In this memorandum opinion regarding the judicial dissolution of a Delaware LLC, the Court of Chancery, ordered the sale of the company in a private, English-style auction, as opposed to a public auction, in order to maximize the value of the company’s members’ ownership interests.
The parties to this action agreed that Interstate General Media Holdings, LLC (the “Company”) was deadlocked, that judicial dissolution was necessary, and that the Company should be sold at an auction. The sole issue before the Court concerned the manner in which the auction would be effectuated.
General American Holdings, Inc. (the “Petitioner”) argued that the auction should be structured as an English-style, open outcry auction in which only the Company’s members and the Company’s largest labor union (Newspaper Guild of Greater Philadelphia, Local 38010, AFL-CIO, CLC (the “Guild”)) would be eligible to participate. The Petitioner, the owner of a 54% interest in the Company and one of the Company’s two managing members, argued that its proposed auction structure was consistent with the Company’s LLC agreement and was most likely to maximize the value of the members’ LLC interests. Intertrust GCN, LP (“Intertrust”) and H.F. “Gerry” Lenfest (together with Intertrust, the “Respondents”) argued that the Company should be sold at a public auction in which each bidder submits a single, sealed bid. Intertrust, which owned over 26% interest in the Company and served as the Company’s other managing member, and Lenfest, the Chairman of the Company’s Board of Directors and holder of a 16% interest in the Company, claimed that the Company’s LLC agreement should not control in resolving the disputed issue, and that their public auction proposal would maximize value for the Company’s members.
First, the Court rejected Petitioner’s argument that the Company’s LLC agreement should influence which proposal the Court adopts. The Court reasoned that while the LLC agreement contemplated the possibility of judicial dissolution, it did not proscribe the manner in which the Company would be dissolved in such event. The Court recognized that Delaware courts have considered other provisions in an entity’s governing documents to resolve disputes concerning dissolution mechanics. However, the Court noted that in those cases the governing documents explicitly addressed the issue before the court. Here, the LLC agreement did not address the appropriate auction process, and thus the Court retained the discretion to structure the sale process.

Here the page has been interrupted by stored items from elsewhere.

//! Exchange parity: per-token coverage relative to a base exchange, the
//! overview aggregate and the two filter predicates used by the UI.

use crate::models::{
    text_of, ComparisonMode, Coverage, CoverageBase, Exchange, ExchangeGap, ParityDashboard,
    ParityOverview, ParityToken, RawParityRecord,
};
use crate::transform::parsers::{normalise_ticker, percentage};
use std::collections::HashSet;
use tracing::debug;

pub const EXCLUSIVE_MAX_EXCHANGES: usize = 2;
pub const TOP_MISSING_EXCHANGES: usize = 5;

// ── Coverage ──────────────────────────────────────────────────────────────────

/// Coverage over the tracked exchanges. With a concrete base the base itself
/// is left out of the denominator and reported through `on_base` instead.
pub fn compute_coverage(listed_on: &[Exchange], base: CoverageBase) -> Coverage {
    let scope: Vec<Exchange> = match base {
        CoverageBase::All => Exchange::ALL.to_vec(),
        CoverageBase::Exchange(b) => Exchange::ALL.into_iter().filter(|e| *e != b).collect(),
    };

    let (present, missing): (Vec<Exchange>, Vec<Exchange>) =
        scope.iter().partition(|e| listed_on.contains(e));

    let count = present.len();
    let total = scope.len();

    Coverage {
        count,
        total,
        percentage: percentage(count as f64, total as f64),
        ratio: format!("{}/{}", count, total),
        missing,
        on_base: match base {
            CoverageBase::All => None,
            CoverageBase::Exchange(b) => Some(listed_on.contains(&b)),
        },
    }
}

/// Exchanges flagged present on a raw row, in declaration order.
fn listed_exchanges(raw: &RawParityRecord) -> Vec<Exchange> {
    let flagged: HashSet<Exchange> = raw
        .presence
        .iter()
        .filter(|(_, value)| value.as_ref().is_some_and(|v| v.is_truthy()))
        .filter_map(|(key, _)| key.parse::<Exchange>().ok())
        .collect();

    Exchange::ALL
        .into_iter()
        .filter(|e| flagged.contains(e))
        .collect()
}

/// Process raw rows into tokens; duplicate tickers keep their first row.
pub fn process_parity(raws: &[RawParityRecord], base: CoverageBase) -> Vec<ParityToken> {
    let mut seen = HashSet::new();
    let mut tokens = Vec::with_capacity(raws.len());

    for raw in raws {
        let Some(ticker) = text_of(&raw.ticker).map(|t| normalise_ticker(&t)) else {
            debug!("Skipping parity row without ticker");
            continue;
        };
        if !seen.insert(ticker.clone()) {
            debug!("Dropping duplicate parity row for {}", ticker);
            continue;
        }

        let listed_on = listed_exchanges(raw);
        tokens.push(ParityToken {
            name: text_of(&raw.name).unwrap_or_else(|| ticker.clone()),
            ticker,
            coverage: compute_coverage(&listed_on, base),
            listed_on,
        });
    }

    tokens
}

// ── Overview ──────────────────────────────────────────────────────────────────

pub fn parity_overview(tokens: &[ParityToken]) -> ParityOverview {
    let total_tokens = tokens.len();
    let coverage_sum: f64 = tokens.iter().map(|t| t.coverage.percentage).sum();

    let mut gaps: Vec<ExchangeGap> = Exchange::ALL
        .into_iter()
        .map(|exchange| ExchangeGap {
            exchange,
            missing_count: tokens
                .iter()
                .filter(|t| t.coverage.missing.contains(&exchange))
                .count(),
        })
        .filter(|g| g.missing_count > 0)
        .collect();
    // Stable sort keeps declaration order among ties
    gaps.sort_by(|a, b| b.missing_count.cmp(&a.missing_count));
    gaps.truncate(TOP_MISSING_EXCHANGES);

    ParityOverview {
        total_tokens,
        average_coverage: if total_tokens > 0 {
            coverage_sum / total_tokens as f64
        } else {
            0.0
        },
        tokens_with_gaps: tokens
            .iter()
            .filter(|t| t.coverage.count < t.coverage.total)
            .count(),
        exclusive_tokens: tokens
            .iter()
            .filter(|t| t.coverage.count <= EXCLUSIVE_MAX_EXCHANGES)
            .count(),
        top_missing_exchanges: gaps,
    }
}

pub fn build_parity_dashboard(raws: &[RawParityRecord], base: CoverageBase) -> ParityDashboard {
    let tokens = process_parity(raws, base);
    ParityDashboard {
        base,
        overview: parity_overview(&tokens),
        tokens,
    }
}

// ── Filters ───────────────────────────────────────────────────────────────────

/// True when the token is absent from any selected exchange. An empty
/// selection matches every token.
pub fn missing_from_any(token: &ParityToken, selected: &[Exchange]) -> bool {
    selected.is_empty() || selected.iter().any(|e| !token.is_listed_on(*e))
}

/// Asymmetric coverage between `primary` and its peers. The primary is
/// ignored if it also appears among `comparisons`; no peers means no match.
pub fn comparison_match(
    token: &ParityToken,
    primary: Exchange,
    comparisons: &[Exchange],
    mode: ComparisonMode,
) -> bool {
    let mut peers = comparisons.iter().copied().filter(|e| *e != primary).peekable();
    if peers.peek().is_none() {
        return false;
    }

    let on_primary = token.is_listed_on(primary);
    match mode {
        ComparisonMode::Opportunity => !on_primary && peers.any(|e| token.is_listed_on(e)),
        ComparisonMode::Gap => on_primary && peers.any(|e| !token.is_listed_on(e)),
    }
}

pub fn filter_missing<'a>(tokens: &'a [ParityToken], selected: &[Exchange]) -> Vec<&'a ParityToken> {
    tokens.iter().filter(|t| missing_from_any(t, selected)).collect()
}

pub fn filter_comparison<'a>(
    tokens: &'a [ParityToken],
    primary: Exchange,
    comparisons: &[Exchange],
    mode: ComparisonMode,
) -> Vec<&'a ParityToken> {
    tokens
        .iter()
        .filter(|t| comparison_match(t, primary, comparisons, mode))
        .collect()
}

// ── Tests ─────────────────────────────────────────────────────────────────────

Next, the Court concluded that a private, as opposed to a public, auction would maximize the value of the Company’s members’ ownership interests. In reaching this conclusion, the Court rejected Respondents’ argument that a public auction would attract a greater number of “serious bidders” which, in turn, would increase the Company’s sale price. The Court reasoned that, despite significant public attention that the Company was up for sale, Respondents were unable to identify any potential third party bidders that would have been interested in participating in a public auction of the Company. The Court determined that this lack of interest was due, in large part, to the Company’s unfavorable valuation relative to the auction’s minimum bid. This is underscored by the fact that Guild (alongside several potential financial backers) initially expressed an interest in purchasing the Company but backed out once it saw the Company’s financials. The Court also found that serious bidders would be unlikely to emerge due to the “as is, where is” sale terms. Additionally, the Court determined that because the ongoing dispute between Petitioner and Respondents continued to adversely affect the Company’s value, the expediency and lower costs of a private auction weigh in favor of precluding the public from participating in the auction.
Finally, the Court found that an English-style, open outcry auction, in contrast to a single, sealed bid auction, was most appropriate in this case. The Court reasoned that: (i) the parties had equal access to the Company’s key information and employees; (ii) nothing in the record suggested the Petitioner and Respondents had widely divergent perspectives regarding the Company’s value; (iii) the parties, eachhaving a sizeable ownership interest in the Company, would be considered buyers and sellers in the auction and, therefore, would have an incentive to continue bidding beyond the price it was willing to pay for the Company; (iv) both parties desired to continue running the business; (v) neither party owned another business that they could combine with the Company to realize synergies or other financial benefits; and (vi) nothing in the record suggested that either side had a material advantage over the other in its ability to obtain financing and win an auction on that basis (as opposed to bidding the maximum value for the Company).